Seulement je n’en étais pas encore à vouloir jouer les outils et me salir les mains pour les autres. J’avais plutôt encore un goût concentré de citron dans la bouche. L’homme finissait toujours par se réinventer, c’était fascinant de voir que l’on retrouvait une certaine concentration de civilisation ici. Sa réponse me fit pencher légèrement la tête sur le côté. Parfois je n’arrivais pas à savoir si les personnes voulaient se montrer instructive ou condescendante. Vu qu’il m’avait tendu la bouteille et qu’il me répondait honnêtement, j’imaginais sans mal qu’il relançait la conversation. J’étais ironique, je prenais souvent les personnes pour ignorants et je prenais souvent de haut. Ce n’était pas une raison pour que les autres le fassent aussi après tout. Il fallait que j’apprenne à être plus ouverte et moins être sur mes gardes. C’était donc avec un léger sourire que je lui répondais à mon tour :

« Je l’ignorais… Quelque part, je trouve que ça fait du bien de retrouver du plaisir dans les choses simples que l’on prenait pour acquise. »

L’école n’était pas une institution que j’avais pourtant évité, mais je ne me souvenais pas d’un cours où l’on m’aurait appris à faire de la limonade.

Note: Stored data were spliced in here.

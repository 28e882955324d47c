use crate::config::ScoringConfig;
use crate::model::{Action, BaseHeuristics};
use crate::scoring::{CostBucket, CostEstimate};

/// Ranks candidate actions
///
/// Scoring is a pure function of its inputs, so repeated planning calls over
/// the same inputs produce the same ranking.
#[derive(Debug, Clone)]
pub struct PriorityScorer {
    config: ScoringConfig,
}

impl PriorityScorer {
    pub fn new(config: ScoringConfig) -> Self {
        Self { config }
    }

    pub fn config(&self) -> &ScoringConfig {
        &self.config
    }

    /// Computes the priority of an action
    ///
    /// # Arguments
    ///
    /// * `action` - The action being ranked
    /// * `heuristics` - Gap, pattern, and real-time adjustment signals
    /// * `expected_value` - Predicted payoff of the action
    /// * `cost` - Cost estimate, if cost-aware scoring is on and one exists
    ///
    /// # Returns
    ///
    /// The priority, clamped to the configured range
    pub fn score(
        &self,
        action: &Action,
        heuristics: &BaseHeuristics,
        expected_value: f64,
        cost: Option<&CostEstimate>,
    ) -> f64 {
        let config = &self.config;

        let mut score = expected_value * config.method_weights.weight(action.kind());

        if heuristics.fills_coverage_gap {
            score += config.gap_bonus;
        }

        if let Some(confidence) = heuristics.pattern_confidence {
            score += config.pattern_bonus * confidence;
        }

        let requests = action.estimated_requests().max(1);
        score += config.efficiency_weight
            * (f64::from(action.estimated_articles()) / f64::from(requests));

        score += heuristics.adjustment;

        let bucket = cost.map(|c| c.bucket).unwrap_or(CostBucket::Medium);
        score += bucket.adjustment() * config.cost_weight;

        if score.is_nan() {
            return config.min_priority;
        }
        score.clamp(config.min_priority, config.max_priority)
    }
}
//! Hierarchical planner
//!
//! Produces a short, scored plan of crawl actions for a domain:
//!
//! 1. Profile the domain to size the search (lookahead, branching)
//! 2. Gather candidates from the caller plus learned patterns
//! 3. Score every candidate
//! 4. Branch-and-bound over the candidates for the best discounted path
//!
//! Planning never fails. Store problems degrade to planning without learned
//! patterns, and no candidates at all yields an empty plan.

mod candidates;
mod search;

pub use candidates::{branching_for_hub_types, lookahead_for_target};
pub use search::{ScoredCandidate, SearchOutcome, SearchParams};

use crate::config::{Config, FeatureToggles, PlannerConfig};
use crate::learning::PatternTransfer;
use crate::model::{Candidate, CrawlState, Goal, Plan, PlanContext, PlanStep};
use crate::profiler::{DomainProfile, DomainProfiler};
use crate::scoring::{CostEstimator, HistoricalCostEstimator, PriorityScorer};
use crate::storage::{HistoryStore, Pattern, PatternStore, SqliteStore};
use crate::telemetry::{TelemetrySink, TracingTelemetry};
use std::sync::Arc;

/// Generates crawl plans
pub struct HierarchicalPlanner {
    profiler: DomainProfiler,
    patterns: Arc<dyn PatternStore>,
    history: Arc<dyn HistoryStore>,
    cost_estimator: Arc<dyn CostEstimator>,
    scorer: PriorityScorer,
    transfer: PatternTransfer,
    config: PlannerConfig,
    features: FeatureToggles,
}

impl HierarchicalPlanner {
    /// Creates a planner over explicit collaborators
    pub fn new(
        config: &Config,
        patterns: Arc<dyn PatternStore>,
        history: Arc<dyn HistoryStore>,
        cost_estimator: Arc<dyn CostEstimator>,
        telemetry: Arc<dyn TelemetrySink>,
    ) -> Self {
        let transfer = PatternTransfer::new(
            Arc::clone(&patterns),
            telemetry,
            config.sharing.clone(),
            config.planner.pattern_min_success_rate,
            config.planner.pattern_min_avg_value,
        );

        Self {
            profiler: DomainProfiler::new(Arc::clone(&history)),
            patterns,
            history,
            cost_estimator,
            scorer: PriorityScorer::new(config.scoring.clone()),
            transfer,
            config: config.planner.clone(),
            features: config.features.clone(),
        }
    }

    /// Creates a planner backed by one SQLite store, with historical cost
    /// estimates and tracing telemetry
    pub fn with_store(config: &Config, store: Arc<SqliteStore>) -> Self {
        let cost_estimator = Arc::new(HistoricalCostEstimator::new(store.clone()));
        Self::new(
            config,
            store.clone(),
            store,
            cost_estimator,
            Arc::new(TracingTelemetry),
        )
    }

    pub fn profiler(&self) -> &DomainProfiler {
        &self.profiler
    }

    /// Lookahead for a goal, honoring the adaptive-branching toggle
    pub fn lookahead(&self, goal: &Goal) -> usize {
        if self.features.adaptive_branching {
            lookahead_for_target(goal.articles_target)
        } else {
            self.config.default_lookahead
        }
    }

    /// Branching factor for a profile, honoring the adaptive-branching toggle
    pub fn branching(&self, profile: &DomainProfile) -> usize {
        if self.features.adaptive_branching {
            branching_for_hub_types(profile.hub_type_count)
        } else {
            self.config.default_branching
        }
    }

    /// Generates a plan
    ///
    /// # Arguments
    ///
    /// * `state` - Observed progress of the crawl job
    /// * `goal` - Coverage goal and optional request budget
    /// * `context` - Domain, offered candidates, and real-time adjustments
    ///
    /// # Returns
    ///
    /// The best plan found, or an empty plan when there is nothing to do
    pub fn generate_plan(&self, state: &CrawlState, goal: &Goal, context: &PlanContext) -> Plan {
        let domain = context.domain.as_str();
        let profile = self.profiler.profile(domain);
        let lookahead = self.lookahead(goal);
        let branching = self.branching(&profile);

        if let Err(e) = self
            .patterns
            .record_domain_descriptor(domain, lookahead, branching)
        {
            tracing::warn!("Failed to record domain descriptor for {}: {}", domain, e);
        }

        let mut candidates: Vec<Candidate> = context
            .candidates
            .iter()
            .filter(|c| !state.is_explored(c.action.target()))
            .cloned()
            .collect();

        if self.features.pattern_discovery {
            let learned = self.pattern_candidates(domain, state, &candidates);
            candidates.extend(learned);
        }

        if candidates.is_empty() {
            tracing::debug!("No actionable candidates for {}", domain);
            return Plan::empty(domain, *goal);
        }

        let scored: Vec<ScoredCandidate> = candidates
            .into_iter()
            .map(|candidate| self.score(candidate, context))
            .collect();

        let outcome = search::search(
            &scored,
            SearchParams {
                lookahead,
                branching,
                discount: self.config.depth_discount,
                request_budget: goal.request_budget,
                max_nodes: self.config.max_search_nodes,
            },
        );

        let steps: Vec<PlanStep> = outcome
            .path
            .iter()
            .map(|&i| {
                let scored = &scored[i];
                PlanStep {
                    action: scored.candidate.action.clone(),
                    expected_value: scored.candidate.expected_value,
                    priority: scored.priority,
                    source: scored.candidate.source,
                    expected_cost_ms: scored.expected_cost_ms,
                }
            })
            .collect();

        tracing::info!(
            "Planned {} steps for {} (lookahead {}, branching {}, {} candidates)",
            steps.len(),
            domain,
            lookahead,
            branching,
            scored.len()
        );

        Plan {
            domain: domain.to_string(),
            goal: *goal,
            steps,
            lookahead,
            branching_factor: branching,
            search: outcome.stats,
        }
    }

    fn score(&self, mut candidate: Candidate, context: &PlanContext) -> ScoredCandidate {
        let kind = candidate.action.kind();
        candidate.heuristics.adjustment += context.adjustment_for(kind);

        let cost = if self.features.cost_aware_scoring {
            self.cost_estimator.estimate_cost(kind)
        } else {
            None
        };

        let priority = self.scorer.score(
            &candidate.action,
            &candidate.heuristics,
            candidate.expected_value,
            cost.as_ref(),
        );

        ScoredCandidate {
            candidate,
            priority,
            expected_cost_ms: cost.and_then(|c| c.expected_duration_ms),
        }
    }

    fn pattern_candidates(
        &self,
        domain: &str,
        state: &CrawlState,
        existing: &[Candidate],
    ) -> Vec<Candidate> {
        let patterns = self.good_patterns(domain);
        if patterns.is_empty() {
            return Vec::new();
        }

        let hubs = match self.history.known_hubs(domain) {
            Ok(hubs) => hubs,
            Err(e) => {
                tracing::warn!("Failed to read known hubs for {}: {}", domain, e);
                return Vec::new();
            }
        };

        candidates::synthesize_pattern_candidates(
            &patterns,
            &hubs,
            state,
            existing,
            self.config.max_pattern_candidates,
        )
    }

    /// Good patterns for a domain, bootstrapping from similar domains when it
    /// has none of its own
    fn good_patterns(&self, domain: &str) -> Vec<Pattern> {
        let query = || {
            self.patterns.query_good_patterns(
                domain,
                self.config.pattern_min_success_rate,
                self.config.pattern_min_avg_value,
            )
        };

        match query() {
            Ok(patterns) if !patterns.is_empty() => return patterns,
            Ok(_) => {}
            Err(e) => {
                tracing::warn!("Failed to query patterns for {}: {}", domain, e);
                return Vec::new();
            }
        }

        if !self.features.cross_domain_sharing {
            return Vec::new();
        }

        if self.transfer.bootstrap(domain).inserted == 0 {
            return Vec::new();
        }

        query().unwrap_or_else(|e| {
            tracing::warn!("Failed to query patterns for {}: {}", domain, e);
            Vec::new()
        })
    }
}
use crate::model::{Action, ActionType, Candidate, CrawlState};
use crate::storage::{KnownHub, Pattern};
use std::collections::HashSet;

/// Lookahead for a coverage target
pub fn lookahead_for_target(articles_target: u64) -> usize {
    if articles_target < 1_000 {
        3
    } else if articles_target < 10_000 {
        5
    } else {
        7
    }
}

/// Branching factor for a domain's hub diversity
pub fn branching_for_hub_types(hub_type_count: u64) -> usize {
    if hub_type_count < 5 {
        5
    } else if hub_type_count < 15 {
        10
    } else {
        15
    }
}

/// Synthesizes candidates from patterns that repeat one hub-targeted type
///
/// Each qualifying pattern yields candidates of its type for known hubs that
/// are neither explored nor already offered, capped per pattern.
pub fn synthesize_pattern_candidates(
    patterns: &[Pattern],
    hubs: &[KnownHub],
    state: &CrawlState,
    existing: &[Candidate],
    max_per_pattern: usize,
) -> Vec<Candidate> {
    let mut taken: HashSet<(ActionType, String)> = existing
        .iter()
        .map(|c| (c.action.kind(), c.action.target().to_string()))
        .collect();
    let mut synthesized = Vec::new();

    for pattern in patterns {
        let Some(kind) = pattern.signature.repeated_kind() else {
            continue;
        };
        if !kind.targets_hubs() {
            continue;
        }

        let estimated_articles = pattern.avg_value.max(0.0).round() as u32;
        let mut added = 0;

        for hub in hubs {
            if added >= max_per_pattern {
                break;
            }
            if state.is_explored(&hub.url) {
                continue;
            }
            if !taken.insert((kind, hub.url.clone())) {
                continue;
            }

            synthesized.push(Candidate::pattern_learned(
                Action::new(kind, hub.url.clone(), estimated_articles, 1),
                pattern.avg_value,
                pattern.confidence,
            ));
            added += 1;
        }

        if added > 0 {
            tracing::debug!(
                "Pattern {} ({:.2} confidence) seeded {} candidates",
                pattern.signature,
                pattern.confidence,
                added
            );
        }
    }

    synthesized
}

C’était un peu de l’or en bouteille qu’il avait là, bien que l’eau fût déjà le sésame de beaucoup de survivants tapis dans les recoins d’une civilisation en décrépitude.

« Avant on courrait derrière des chiffres sur un compte en banque virtuel, maintenant, certains se mettraient à genoux devant toi pour en avoir qu’une goutte. C’est dommage de devoir connaître la fin pour se rendre compte que les simples plaisirs étaient les meilleurs, non ? »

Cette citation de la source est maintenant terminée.